Exercise goal:
All of the entries must be duplicated exactly.

Dataset entries:
---------------

//! Type-safe Rust library for RaceBox GNSS data loggers.
//!
//! RaceBox Link turns the byte stream a RaceBox device sends over its BLE
//! UART service into typed messages, tracks bulk history downloads, and
//! exports stored telemetry to CSV.
//!
//! # Features
//!
//! - **Framing**: Resynchronising frame scanner that tolerates arbitrary chunking and corruption
//! - **Downloads**: Record-count and Ack/Nack completion, whichever comes first
//! - **Telemetry**: 80-byte records decoded to physical units with UTC timestamps
//! - **Export**: Hex-line record logs and configurable CSV columns
//!
//! The radio itself is behind the [`Transport`] trait; implement it for your
//! BLE stack and hand it to [`RaceBox::connect`].
//!
//! ## Example (record log to CSV)
//!
//! ```rust,no_run
//! use racebox_link::RaceBox;
//!
//! fn main() -> racebox_link::Result<()> {
//!     for record in RaceBox::open("history.hex")? {
//!         let record = record?;
//!         println!("{:?} {:.1} km/h", record.utc_timestamp(), record.speed_mps * 3.6);
//!     }
//!
//!     let rows = racebox_link::export_csv("history.hex", "history.csv", &["Utc", "lat", "lon"])?;
//!     println!("wrote {rows} rows");
//!     Ok(())
//! }
//! ```

// Core types and error handling
mod error;
#[cfg(any(test, feature = "benchmark"))]
pub mod test_utils;
pub mod types;

// Wire protocol
pub mod codec;
pub mod dispatch;
pub mod download;

// Telemetry records and export
pub mod export;
pub mod record;

// Device link
pub mod config;
pub mod connection;
pub mod driver;
pub mod stream;
pub mod transport;

// Core exports
pub use error::*;
pub use types::*;

pub use codec::{Assembled, FrameScanner, StreamAssembler};
pub use config::LinkConfig;
pub use connection::Connection;
pub use dispatch::{Command, Message, dispatch};
pub use download::{CompletionReason, DownloadProgress, DownloadSession, DownloadState};
pub use driver::LinkEvent;
pub use export::{
    ColumnRegistry, ColumnSelection, CsvExporter, export_csv, export_csv_default, export_csv_with,
};
pub use record::{HexLogReader, HexLogWriter, TelemetryRecord};
pub use transport::Transport;

/// Unified entry point for device links and stored record logs.
///
/// # Examples
///
/// ## Device link
/// ```rust,no_run
/// use racebox_link::{LinkConfig, RaceBox, Transport};
///
/// async fn status<T: Transport>(transport: T) -> racebox_link::Result<()> {
///     let mut connection = RaceBox::connect(transport, "RaceBox Mini 1234", LinkConfig::default()).await?;
///     connection.query_status().await?;
///     println!("{:?}", connection.next_event().await);
///     Ok(())
/// }
/// ```
///
/// ## Record log
/// ```rust,no_run
/// use racebox_link::RaceBox;
///
/// # fn main() -> racebox_link::Result<()> {
/// let records = RaceBox::open("history.hex")?.collect::<racebox_link::Result<Vec<_>>>()?;
/// # Ok(())
/// # }
/// ```
pub struct RaceBox;

impl RaceBox {
    /// Connect to a device through `transport`.
    ///
    /// # Errors
    ///
    /// Returns an error if the configuration is invalid or the transport
    /// cannot connect.
    pub async fn connect<T: Transport>(
        transport: T,
        device_id: &str,
        config: LinkConfig,
    ) -> Result<Connection<T>> {
        Connection::open(transport, device_id, config).await
    }

    /// Open a hex-line record log.
    ///
    /// # Errors
    ///
    /// Returns an error if the file cannot be opened. Malformed lines are
    /// reported by the returned iterator.
    pub fn open<P: AsRef<std::path::Path>>(
        path: P,
    ) -> Result<HexLogReader<std::io::BufReader<std::fs::File>>> {
        HexLogReader::open(path)
    }
}
//! Little-endian field extraction from fixed-layout payloads

use crate::{LinkError, Result};

/// Trait for integer types read at a fixed offset from a little-endian payload.
pub trait LeField: Sized {
    /// Width of the field in bytes.
    const WIDTH: usize;

    /// Read this type from `data` at `offset`.
    fn read(data: &[u8], offset: usize) -> Result<Self>;
}

macro_rules! le_field {
    ($($ty:ty),* $(,)?) => {
        $(
            impl LeField for $ty {
                const WIDTH: usize = std::mem::size_of::<$ty>();

                fn read(data: &[u8], offset: usize) -> Result<Self> {
                    let bytes = offset
                        .checked_add(Self::WIDTH)
                        .and_then(|end| data.get(offset..end))
                        .ok_or_else(|| LinkError::parse_error(
                            "Field extraction",
                            format!(
                                "{} at offset {} overruns {}-byte payload",
                                stringify!($ty),
                                offset,
                                data.len()
                            ),
                        ))?;

                    let mut raw = [0u8; std::mem::size_of::<$ty>()];
                    raw.copy_from_slice(bytes);
                    Ok(<$ty>::from_le_bytes(raw))
                }
            }
        )*
    };
}

le_field!(u8, i8, u16, i16, u32, i32);

/// Read a field of type `T` at `offset`.
#[inline]
pub fn read<T: LeField>(data: &[u8], offset: usize) -> Result<T> {
    T::read(data, offset)
}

---------------

Result of the task:
//! Type-safe Rust library for RaceBox GNSS data loggers.
//!
//! RaceBox Link turns the byte stream a RaceBox device sends over its BLE
//! UART service into typed messages, tracks bulk history downloads, and
//! exports stored telemetry to CSV.
//!
//! # Features
//!
//! - **Framing**: Resynchronising frame scanner that tolerates arbitrary chunking and corruption
//! - **Downloads**: Record-count and Ack/Nack completion, whichever comes first
//! - **Telemetry**: 80-byte records decoded to physical units with UTC timestamps
//! - **Export**: Hex-line record logs and configurable CSV columns
//!
//! The radio itself is behind the [`Transport`] trait; implement it for your
//! BLE stack and hand it to [`RaceBox::connect`].
//!
//! ## Example (record log to CSV)
//!
//! ```rust,no_run
//! use racebox_link::RaceBox;
//!
//! fn main() -> racebox_link::Result<()> {
//!     for record in RaceBox::open("history.hex")? {
//!         let record = record?;
//!         println!("{:?} {:.1} km/h", record.utc_timestamp(), record.speed_mps * 3.6);
//!     }
//!
//!     let rows = racebox_link::export_csv("history.hex", "history.csv", &["Utc", "lat", "lon"])?;
//!     println!("wrote {rows} rows");
//!     Ok(())
//! }
//! ```

// Core types and error handling
mod error;
#[cfg(any(test, feature = "benchmark"))]
pub mod test_utils;
pub mod types;

// Wire protocol
pub mod codec;
pub mod dispatch;
pub mod download;

// Telemetry records and export
pub mod export;
pub mod record;

// Device link
pub mod config;
pub mod connection;
pub mod driver;
pub mod stream;
pub mod transport;

// Core exports
pub use error::*;
pub use types::*;

pub use codec::{Assembled, FrameScanner, StreamAssembler};
pub use config::LinkConfig;
pub use connection::Connection;
pub use dispatch::{Command, Message, dispatch};
pub use download::{CompletionReason, DownloadProgress, DownloadSession, DownloadState};
pub use driver::LinkEvent;
pub use export::{
    ColumnRegistry, ColumnSelection, CsvExporter, export_csv, export_csv_default, export_csv_with,
};
pub use record::{HexLogReader, HexLogWriter, TelemetryRecord};
pub use transport::Transport;

/// Unified entry point for device links and stored record logs.
///
/// # Examples
///
/// ## Device link
/// ```rust,no_run
/// use racebox_link::{LinkConfig, RaceBox, Transport};
///
/// async fn status<T: Transport>(transport: T) -> racebox_link::Result<()> {
///     let mut connection = RaceBox::connect(transport, "RaceBox Mini 1234", LinkConfig::default()).await?;
///     connection.query_status().await?;
///     println!("{:?}", connection.next_event().await);
///     Ok(())
/// }
/// ```
///
/// ## Record log
/// ```rust,no_run
/// use racebox_link::RaceBox;
///
/// # fn main() -> racebox_link::Result<()> {
/// let records = RaceBox::open("history.hex")?.collect::<racebox_link::Result<Vec<_>>>()?;
/// # Ok(())
/// # }
/// ```
pub struct RaceBox;

impl RaceBox {
    /// Connect to a device through `transport`.
    ///
    /// # Errors
    ///
    /// Returns an error if the configuration is invalid or the transport
    /// cannot connect.
    pub async fn connect<T: Transport>(
        transport: T,
        device_id: &str,
        config: LinkConfig,
    ) -> Result<Connection<T>> {
        Connection::open(transport, device_id, config).await
    }

    /// Open a hex-line record log.
    ///
    /// # Errors
    ///
    /// Returns an error if the file cannot be opened. Malformed lines are
    /// reported by the returned iterator.
    pub fn open<P: AsRef<std::path::Path>>(
        path: P,
    ) -> Result<HexLogReader<std::io::BufReader<std::fs::File>>> {
        HexLogReader::open(path)
    }
}
//! Little-endian field extraction from fixed-layout payloads

use crate::{LinkError, Result};

/// Trait for integer types read at a fixed offset from a little-endian payload.
pub trait LeField: Sized {
    /// Width of the field in bytes.
    const WIDTH: usize;

    /// Read this type from `data` at `offset`.
    fn read(data: &[u8], offset: usize) -> Result<Self>;
}

macro_rules! le_field {
    ($($ty:ty),* $(,)?) => {
        $(
            impl LeField for $ty {
                const WIDTH: usize = std::mem::size_of::<$ty>();

                fn read(data: &[u8], offset: usize) -> Result<Self> {
                    let bytes = offset
                        .checked_add(Self::WIDTH)
                        .and_then(|end| data.get(offset..end))
                        .ok_or_else(|| LinkError::parse_error(
                            "Field extraction",
                            format!(
                                "{} at offset {} overruns {}-byte payload",
                                stringify!($ty),
                                offset,
                                data.len()
                            ),
                        ))?;

                    let mut raw = [0u8; std::mem::size_of::<$ty>()];
                    raw.copy_from_slice(bytes);
                    Ok(<$ty>::from_le_bytes(raw))
                }
            }
        )*
    };
}

le_field!(u8, i8, u16, i16, u32, i32);

/// Read a field of type `T` at `offset`.
#[inline]
pub fn read<T: LeField>(data: &[u8], offset: usize) -> Result<T> {
    T::read(data, offset)
}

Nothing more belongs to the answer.